Thinking geographically about ethnic and socio-economic segregation

A comprehensive repository of Taiwan's data and information.
Post Reply
asimj1
Posts: 418
Joined: Tue Jan 07, 2025 4:35 am

Thinking geographically about ethnic and socio-economic segregation

Post by asimj1 »

Richard Harris discusses a different approach to measuring ethnic and socio-economic segregation and fitting a multilevel index of segregation to census data in R.

The measurement of segregation has been debated in the social sciences for well over half a century.

Concerns about segregation, and the greece rcs data potential for it to harm society, are prevalent within recent Government reports and proposals, occasionally generating lurid (and often mis-leading) headlines in the media. Understandably, policy makers and other interested parties would like to know how much segregation there is and whether it is increasing.

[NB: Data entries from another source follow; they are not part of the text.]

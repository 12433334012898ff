//! Speech collaborators: streaming recognition and synthesis connections.
//!
//! Both are opaque bidirectional services. Input is pushed through the
//! trait's send method while output arrives independently on the stream
//! returned by `events()`.

pub mod transcription;
pub mod tts;

pub use transcription::{Recognizer, RecognizerEvent};
pub use tts::Synthesizer;

use async_trait::async_trait;

use crate::error::Result;

/// A live connection to an external speech service.
#[async_trait]
pub trait Connection: Send + Sync {
    /// Signal end of input and release the connection.
    ///
    /// Must be idempotent. After close, the `events()` stream yields whatever
    /// output is still pending and then ends. Errors are reported for logging
    /// only; callers treat close as always succeeding.
    async fn close(&self) -> Result<()>;
}
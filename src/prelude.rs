//! Convenience re-exports for common use.

pub use crate::agent::{AgentMessage, ConversationAgent, FunctionTool, Tool, ToolInvocation, ToolParameters};
pub use crate::audio::{Connection, Recognizer, RecognizerEvent, Synthesizer};
pub use crate::config::{AgentConfig, VoxlineConfig};
pub use crate::error::{Result, VoxlineError};
pub use crate::pipeline::{AudioStream, EventStream, FlushPolicy, PipelineOptions, VoicePipeline};
pub use crate::stream::{merge_streams, MergeOptions};
pub use crate::types::{SessionKey, VoiceEvent};

#[cfg(feature = "openai")]
pub use crate::agent::ChatAgent;

#[cfg(feature = "server")]
pub use crate::server::{PipelineFactory, VoiceServer};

However, their desire can be frustrated. The quest – sometimes taken by social scientists – for one perfect measure that could definitively answer those questions continues to allude researchers and always will.

Whilst much academic ink has been spent, for example, discussing the mathematical properties of different indices, there is more to the measurement than maths: different approaches reflect different conceptions of what segregation means as a process or as an outcome. Moreover, as new data, new computational tools and new thinking emerge, it is right to re-evaluate what is being measured, how and why.